Dataset entries:

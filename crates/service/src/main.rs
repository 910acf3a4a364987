// Copyright (C) 2026 Fred Clausen
// Use of this source code is governed by an MIT-style
// license that can be found in the LICENSE file or at
// https://opensource.org/licenses/MIT.

#![deny(
    clippy::pedantic,
    clippy::cargo,
    clippy::nursery,
    clippy::style,
    clippy::correctness,
    clippy::all,
    clippy::unwrap_used,
    clippy::expect_used
)]
#![allow(clippy::multiple_crate_versions)]

mod admin;
mod cli;
mod config;
mod error;
mod protocol;
mod serve;

#[cfg(test)]
mod tests;

use chrono::Utc;
use clap::Parser;
use cli::{Args, Commands};
use cocolu_persistence::SnapshotStore;
use config::{ServiceConfig, open_store};
use error::ServiceError;
use serde_json::Value;
use std::process::ExitCode;
use std::sync::Arc;
use tracing::error;
use tracing_subscriber::EnvFilter;

/// Logs go to stderr; stdout carries protocol and command output only.
fn init_tracing(level: Option<&str>) -> Result<(), ServiceError> {
    let filter: EnvFilter = match level {
        Some(level) => EnvFilter::try_new(level).map_err(|e| ServiceError::LogFilter {
            level: level.to_string(),
            reason: e.to_string(),
        })?,
        None => EnvFilter::try_from_default_env().unwrap_or_else(|_| EnvFilter::new("info")),
    };

    tracing_subscriber::fmt()
        .with_env_filter(filter)
        .with_writer(std::io::stderr)
        .init();
    Ok(())
}

async fn run(args: Args) -> Result<(), ServiceError> {
    let config: ServiceConfig = ServiceConfig::from_args(&args)?;
    let store: Arc<dyn SnapshotStore> = open_store(&args)?;

    match args.command.unwrap_or(Commands::Run) {
        Commands::Run => serve::serve(config, store).await,
        subcommand => {
            let output: Value =
                admin::run_admin(subcommand, &config, store.as_ref(), Utc::now())?;
            println!("{}", serde_json::to_string_pretty(&output)?);
            Ok(())
        }
    }
}

#[tokio::main]
async fn main() -> ExitCode {
    let args: Args = Args::parse();

    if let Err(err) = init_tracing(args.log_level.as_deref()) {
        eprintln!("{err}");
        return ExitCode::FAILURE;
    }

    match run(args).await {
        Ok(()) => ExitCode::SUCCESS,
        Err(err) => {
            error!(error = %err, "Service failed");
            ExitCode::FAILURE
        }
    }
}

PROBLEM REQUIREMENTS:
The data above should be returned in full, exactly as written.

SOLVED PROBLEM:
filename crates/service/src/main.rs
repository 910acf3a4a364987
// Copyright (C) 2026 Fred Clausen
// Use of this source code is governed by an MIT-style
// license that can be found in the LICENSE file or at
// https://opensource.org/licenses/MIT.

#![deny(
    clippy::pedantic,
    clippy::cargo,
    clippy::nursery,
    clippy::style,
    clippy::correctness,
    clippy::all,
    clippy::unwrap_used,
    clippy::expect_used
)]
#![allow(clippy::multiple_crate_versions)]

mod admin;
mod cli;
mod config;
mod error;
mod protocol;
mod serve;

#[cfg(test)]
mod tests;

use chrono::Utc;
use clap::Parser;
use cli::{Args, Commands};
use cocolu_persistence::SnapshotStore;
use config::{ServiceConfig, open_store};
use error::ServiceError;
use serde_json::Value;
use std::process::ExitCode;
use std::sync::Arc;
use tracing::error;
use tracing_subscriber::EnvFilter;

/// Logs go to stderr; stdout carries protocol and command output only.
fn init_tracing(level: Option<&str>) -> Result<(), ServiceError> {
    let filter: EnvFilter = match level {
        Some(level) => EnvFilter::try_new(level).map_err(|e| ServiceError::LogFilter {
            level: level.to_string(),
            reason: e.to_string(),
        })?,
        None => EnvFilter::try_from_default_env().unwrap_or_else(|_| EnvFilter::new("info")),
    };

    tracing_subscriber::fmt()
        .with_env_filter(filter)
        .with_writer(std::io::stderr)
        .init();
    Ok(())
}

async fn run(args: Args) -> Result<(), ServiceError> {
    let config: ServiceConfig = ServiceConfig::from_args(&args)?;
    let store: Arc<dyn SnapshotStore> = open_store(&args)?;

    match args.command.unwrap_or(Commands::Run) {
        Commands::Run => serve::serve(config, store).await,
        subcommand => {
            let output: Value =
                admin::run_admin(subcommand, &config, store.as_ref(), Utc::now())?;
            println!("{}", serde_json::to_string_pretty(&output)?);
            Ok(())
        }
    }
}

#[tokio::main]
async fn main() -> ExitCode {
    let args: Args = Args::parse();

    if let Err(err) = init_tracing(args.log_level.as_deref()) {
        eprintln!("{err}");
        return ExitCode::FAILURE;
    }

    match run(args).await {
        Ok(()) => ExitCode::SUCCESS,
        Err(err) => {
            error!(error = %err, "Service failed");
            ExitCode::FAILURE
        }
    }
}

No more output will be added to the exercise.